Segment Start: Dataset

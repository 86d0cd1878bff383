use jkw::app::App;
use jkw::cli::{Cli, Command, HistoryCommand};
use jkw::executor::{Credentials, CurlExecutor};
use jkw::notify;
use jkw::prompt::{AssumeYes, TerminalPrompt};
use jkw::render;
use jkw::source::JenkinsSource;

use clap::Parser;
use color_eyre::eyre::{eyre, Result};
use jkw_core::config_store::FileConfigStore;
use jkw_core::traits::{ConfirmationPrompt, RemoteJobSource};
use std::path::PathBuf;
use std::sync::Arc;

fn setup_verbose_logging() -> Result<()> {
    let state_dir = state_dir();
    std::fs::create_dir_all(&state_dir)
        .map_err(|e| eyre!("Failed to create log directory {state_dir:?}: {e}"))?;
    let log_path = state_dir.join("debug.log");
    let file = std::fs::OpenOptions::new()
        .create(true)
        .append(true)
        .open(&log_path)
        .map_err(|e| eyre!("Failed to open log file {log_path:?}: {e}"))?;
    tracing_subscriber::fmt()
        .with_writer(file)
        .with_ansi(false)
        .init();
    tracing::info!(
        "jkw v{}+{} starting with verbose logging",
        env!("CARGO_PKG_VERSION"),
        env!("BUILD_NUMBER")
    );
    Ok(())
}

fn state_dir() -> PathBuf {
    xdg_dir("XDG_STATE_HOME", &[".local", "state"])
}

fn settings_path() -> PathBuf {
    xdg_dir("XDG_CONFIG_HOME", &[".config"]).join("settings.json")
}

fn xdg_dir(var: &str, home_fallback: &[&str]) -> PathBuf {
    if let Some(dir) = std::env::var_os(var) {
        PathBuf::from(dir).join("jkw")
    } else if let Some(home) = std::env::var_os("HOME") {
        home_fallback
            .iter()
            .fold(PathBuf::from(home), |path, part| path.join(part))
            .join("jkw")
    } else {
        PathBuf::from("/tmp/jkw")
    }
}

#[tokio::main]
async fn main() -> Result<()> {
    color_eyre::install()?;
    let args = Cli::parse();

    if args.verbose {
        setup_verbose_logging()?;
    }

    if let Err(e) = CurlExecutor::check_available().await {
        eprintln!("Error: {e}");
        std::process::exit(1);
    }
    let base_url = args.url;

    let credentials = match (args.user, args.token) {
        (Some(user), Some(token)) => Some(Credentials { user, token }),
        (None, None) => None,
        _ => return Err(eyre!("--user and --token must be given together")),
    };

    let executor = Arc::new(CurlExecutor::new(credentials));
    let source: Arc<dyn RemoteJobSource> = Arc::new(JenkinsSource::new(&base_url, executor));
    let config = Arc::new(FileConfigStore::new(args.config.unwrap_or_else(settings_path)));
    tracing::debug!(settings = ?config.path(), url = %base_url, "configuration resolved");

    let assume_yes = matches!(
        args.command,
        Command::History(HistoryCommand::Delete { yes: true, .. })
    );
    let prompt: Arc<dyn ConfirmationPrompt> = if assume_yes {
        Arc::new(AssumeYes)
    } else {
        Arc::new(TerminalPrompt)
    };
    let notifier = notify::sink(!args.no_notify);

    let mut app = App::new(
        source,
        config,
        prompt,
        notifier.clone(),
        render::terminal_width(),
    )
    .await?;

    match app.execute(args.command).await {
        Ok(lines) => {
            for line in lines {
                println!("{line}");
            }
            Ok(())
        }
        Err(e) => {
            notifier.error(&e.to_string());
            Err(e.into())
        }
    }
}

Segment End: Dataset

Find every line above that contains the word "render", and return each one.

use jkw::render;
        render::terminal_width(),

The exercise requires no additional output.